NGOs are now turning to CRMs for their work processes and streamlining their functioning to ensure optimal utilization of their resources and time. To ensure that the CRM process which can be lengthy and complicated goes off well, we have listed a few considerations which must be kept in mind all NGOs and their management.  

Here are some common mistakes made by NGOs that can be avoided when implementing a CRM:  

  • Time factor – Very few people and businesses are aware that the CRM process is a time consuming one in terms of duration as well as the man hours from its employees. Companies don’t realise the investment required to make the CRM deployment a success. 20 – 50% of the man hours spent at work can be consumed in the CRM process depending on the amount of work involved such as data migration or integration with other systems.  

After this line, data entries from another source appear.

//! Error taxonomy for table loading, query dispatch, and chart rendering.
//!
//! Schema problems are fatal for the table being loaded; dispatch errors are
//! caller-input problems and always recoverable by re-prompting; a chart
//! field mismatch indicates a catalogue bug rather than bad input.

use thiserror::Error;

#[derive(Debug, Error, PartialEq, Eq)]
pub enum AnalysisError {
    /// A required canonical column could not be located in the input headers.
    #[error("required column '{field}' not found in input headers")]
    MissingColumn { field: &'static str },

    /// The dispatcher received a query key that is not in the catalogue.
    #[error("unknown query '{0}'")]
    UnknownQuery(String),

    /// A parameter the query requires was absent or empty.
    #[error("query '{query}' requires parameter '{param}'")]
    MissingParameter {
        query: &'static str,
        param: &'static str,
    },

    /// A parameter was present but malformed (bad semester number, unknown
    /// period name).
    #[error("invalid value '{value}' for parameter '{param}': {reason}")]
    InvalidParameter {
        param: &'static str,
        value: String,
        reason: String,
    },

    /// Chart metadata names a column the result table does not have.
    #[error("chart field '{0}' not present in result columns")]
    ChartField(String),
}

  • Senior management approval – The approval of the senior management is important for ensuring its success as they are the decision makers and the ones who release the most important funds for the implementation process. Plus also ensure that everyone in the organization is on board and thoroughly understand the journey ahead.  

  • Inter departmental team – All teams must be on-board and unified for the process. Companies can no longer afford to work in silos so it’s important that everyone is consulted and their requirements factored in at the initial stage. An inter-departmental team needs to be created to oversee/work on the CRM implementation as well to ensure that everyone is involved & their voices heard.
     

  • Analog processes – While going ahead with a CRM, it is important to consider your work processes and flows before going digital. Each NGO has their own style of working and tools; these must be factored, acknowledged and discussed with the implementation vendor at the very outset. Transparency is key at this stage.  

  • Taking stock of data – A thorough check and analysis of data in its various forms and locations must be done in the beginning. Remove inaccurate or duplicate data at this stage to ensure only clean and relevant data is migrated from legacy systems to your CRM. If the NGO is keeping data in files and excel sheets, it means devoting more time at this stage of planning.  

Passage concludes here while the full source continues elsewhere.